-- Exercise prompt --
Reproduce every entry exactly as shown.

-- Data to use --
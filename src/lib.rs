//! # widgetry
//!
//! **Widgetry** is the runtime core of a widget composition framework.
//!
//! It provides the event bus widgets talk through, the heartbeat that batches
//! delivery into cycles, and the visibility protocol that lets independent
//! widgets agree on which areas of a page are shown, without any central lock.
//!
//! ## Architecture
//! ### Overview
//! ```text
//!     ┌──────────────┐   ┌──────────────┐   ┌──────────────┐
//!     │   Widget A   │   │   Widget B   │   │   Widget C   │
//!     │ WidgetContext│   │ WidgetContext│   │ WidgetContext│
//!     │ Visibility-  │   │ Visibility-  │   │ Visibility-  │
//!     │  Coordinator │   │  Coordinator │   │  Coordinator │
//!     └──────┬───────┘   └──────┬───────┘   └──────┬───────┘
//!            │ publish / subscribe / publish_and_gather_replies
//!            ▼                  ▼                  ▼
//! ┌───────────────────────────────────────────────────────────────────┐
//! │  EventBus (queue + ordered subscription set)                      │
//! │  - wildcard topics (`+` one segment, trailing `*` the rest)       │
//! │  - will/did gathering with timeout                                │
//! │  - faults ──► ErrorHandler (LogWriter by default)                 │
//! └──────┬─────────────────────────────────────────────────────▲──────┘
//!        │ first event since last cycle: on_next(run_cycle)    │
//!        ▼                                                     │
//! ┌──────────────────────────────┐                             │
//! │  Heartbeat                   │    deliver every queued     │
//! │  before_next ► next ► after  │ ──── event to a snapshot ───┘
//! └──────────────────────────────┘      of the subscriptions
//!
//!            VisibilityEventManager (page level, subscribed to the bus)
//!            └─► AreaRegistry ◄── AreaHelper (per widget, read only)
//! ```
//!
//! ### Delivery cycle
//! ```text
//! publish(topic) ──► queue ──► heartbeat tick:
//!   for event in queue (FIFO):
//!     for subscription in snapshot (registration order):
//!       ├─ pattern matches? deliver_to_sender? delivery-error opt-in?
//!       ├─ callback(&payload, &meta)
//!       │    └─ Err / panic ─► error handler, didEncounterError.DELIVERY
//!       └─ next
//!   events published during the cycle ─► next cycle
//! ```
//!
//! ## Features
//! | Area              | Description                                                  | Key types                                  |
//! |-------------------|--------------------------------------------------------------|--------------------------------------------|
//! | **Event bus**     | Cycle-batched pub/sub with wildcard topics and gathering.    | [`EventBus`], [`TopicPattern`]             |
//! | **Scheduling**    | Next-tick batching with before/after hooks.                  | [`Heartbeat`]                              |
//! | **Visibility**    | Per-widget listeners, area requests, page propagation.       | [`visibility::VisibilityCoordinator`]      |
//! | **Diagnostics**   | Titled, redactable fault reports.                            | [`diagnostics::ErrorInfo`], [`LogWriter`]  |
//! | **Errors**        | Typed errors for subscribers, delivery and configuration.    | [`HandlerError`], [`DeliveryError`]        |
//! | **Configuration** | JSON configuration with defaults.                            | [`Config`], [`Paths`]                      |
//!
//! ## Example
//! ```rust
//! use std::sync::Arc;
//! use widgetry::visibility::AreaUpdateOptions;
//! use widgetry::{Config, ServicesBuilder};
//!
//! #[tokio::main(flavor = "current_thread")]
//! async fn main() {
//!     let services = ServicesBuilder::new(Config::default())
//!         .with_page_areas(["content"])
//!         .build();
//!     services.visibility_manager().register_widget("tabs", "content", ["first", "second"]);
//!
//!     let ctx = services.widget_context("tabs", "content");
//!     let visibility = services.visibility(&ctx);
//!     visibility.on_show(Arc::new(|_| println!("tabs shown")));
//!     visibility
//!         .update_area_visibility([("first", true), ("second", false)], AreaUpdateOptions::default())
//!         .await;
//!
//!     services.visibility_manager().set_page_visibility(true).await;
//!     services.global_event_bus().flush().await;
//!
//!     let areas = services.area_helper("tabs");
//!     assert!(areas.is_visible("tabs.first"));
//!     assert!(!areas.is_visible("tabs.second"));
//!
//!     visibility.release();
//!     services.dispose();
//! }
//! ```
mod config;
mod error;
mod heartbeat;
mod services;
mod sync;
mod widget;

pub mod diagnostics;
pub mod events;
pub mod visibility;

// ---- Public re-exports ----

pub use config::{Config, Paths};
pub use diagnostics::{ErrorInfo, LogWriter};
pub use error::{ConfigError, DeliveryError, HandlerError};
pub use events::{
    EventBus, EventBusConfig, EventMeta, PublishOptions, Reply, SubscribeOptions, TopicPattern,
    Unsubscribe,
};
pub use heartbeat::Heartbeat;
pub use services::{Services, ServicesBuilder};
pub use widget::{WidgetContext, WidgetInfo};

-- Response below --
filename src/lib.rs
//! # widgetry
//!
//! **Widgetry** is the runtime core of a widget composition framework.
//!
//! It provides the event bus widgets talk through, the heartbeat that batches
//! delivery into cycles, and the visibility protocol that lets independent
//! widgets agree on which areas of a page are shown, without any central lock.
//!
//! ## Architecture
//! ### Overview
//! ```text
//!     ┌──────────────┐   ┌──────────────┐   ┌──────────────┐
//!     │   Widget A   │   │   Widget B   │   │   Widget C   │
//!     │ WidgetContext│   │ WidgetContext│   │ WidgetContext│
//!     │ Visibility-  │   │ Visibility-  │   │ Visibility-  │
//!     │  Coordinator │   │  Coordinator │   │  Coordinator │
//!     └──────┬───────┘   └──────┬───────┘   └──────┬───────┘
//!            │ publish / subscribe / publish_and_gather_replies
//!            ▼                  ▼                  ▼
//! ┌───────────────────────────────────────────────────────────────────┐
//! │  EventBus (queue + ordered subscription set)                      │
//! │  - wildcard topics (`+` one segment, trailing `*` the rest)       │
//! │  - will/did gathering with timeout                                │
//! │  - faults ──► ErrorHandler (LogWriter by default)                 │
//! └──────┬─────────────────────────────────────────────────────▲──────┘
//!        │ first event since last cycle: on_next(run_cycle)    │
//!        ▼                                                     │
//! ┌──────────────────────────────┐                             │
//! │  Heartbeat                   │    deliver every queued     │
//! │  before_next ► next ► after  │ ──── event to a snapshot ───┘
//! └──────────────────────────────┘      of the subscriptions
//!
//!            VisibilityEventManager (page level, subscribed to the bus)
//!            └─► AreaRegistry ◄── AreaHelper (per widget, read only)
//! ```
//!
//! ### Delivery cycle
//! ```text
//! publish(topic) ──► queue ──► heartbeat tick:
//!   for event in queue (FIFO):
//!     for subscription in snapshot (registration order):
//!       ├─ pattern matches? deliver_to_sender? delivery-error opt-in?
//!       ├─ callback(&payload, &meta)
//!       │    └─ Err / panic ─► error handler, didEncounterError.DELIVERY
//!       └─ next
//!   events published during the cycle ─► next cycle
//! ```
//!
//! ## Features
//! | Area              | Description                                                  | Key types                                  |
//! |-------------------|--------------------------------------------------------------|--------------------------------------------|
//! | **Event bus**     | Cycle-batched pub/sub with wildcard topics and gathering.    | [`EventBus`], [`TopicPattern`]             |
//! | **Scheduling**    | Next-tick batching with before/after hooks.                  | [`Heartbeat`]                              |
//! | **Visibility**    | Per-widget listeners, area requests, page propagation.       | [`visibility::VisibilityCoordinator`]      |
//! | **Diagnostics**   | Titled, redactable fault reports.                            | [`diagnostics::ErrorInfo`], [`LogWriter`]  |
//! | **Errors**        | Typed errors for subscribers, delivery and configuration.    | [`HandlerError`], [`DeliveryError`]        |
//! | **Configuration** | JSON configuration with defaults.                            | [`Config`], [`Paths`]                      |
//!
//! ## Example
//! ```rust
//! use std::sync::Arc;
//! use widgetry::visibility::AreaUpdateOptions;
//! use widgetry::{Config, ServicesBuilder};
//!
//! #[tokio::main(flavor = "current_thread")]
//! async fn main() {
//!     let services = ServicesBuilder::new(Config::default())
//!         .with_page_areas(["content"])
//!         .build();
//!     services.visibility_manager().register_widget("tabs", "content", ["first", "second"]);
//!
//!     let ctx = services.widget_context("tabs", "content");
//!     let visibility = services.visibility(&ctx);
//!     visibility.on_show(Arc::new(|_| println!("tabs shown")));
//!     visibility
//!         .update_area_visibility([("first", true), ("second", false)], AreaUpdateOptions::default())
//!         .await;
//!
//!     services.visibility_manager().set_page_visibility(true).await;
//!     services.global_event_bus().flush().await;
//!
//!     let areas = services.area_helper("tabs");
//!     assert!(areas.is_visible("tabs.first"));
//!     assert!(!areas.is_visible("tabs.second"));
//!
//!     visibility.release();
//!     services.dispose();
//! }
//! ```
mod config;
mod error;
mod heartbeat;
mod services;
mod sync;
mod widget;

pub mod diagnostics;
pub mod events;
pub mod visibility;

// ---- Public re-exports ----

pub use config::{Config, Paths};
pub use diagnostics::{ErrorInfo, LogWriter};
pub use error::{ConfigError, DeliveryError, HandlerError};
pub use events::{
    EventBus, EventBusConfig, EventMeta, PublishOptions, Reply, SubscribeOptions, TopicPattern,
    Unsubscribe,
};
pub use heartbeat::Heartbeat;
pub use services::{Services, ServicesBuilder};
pub use widget::{WidgetContext, WidgetInfo};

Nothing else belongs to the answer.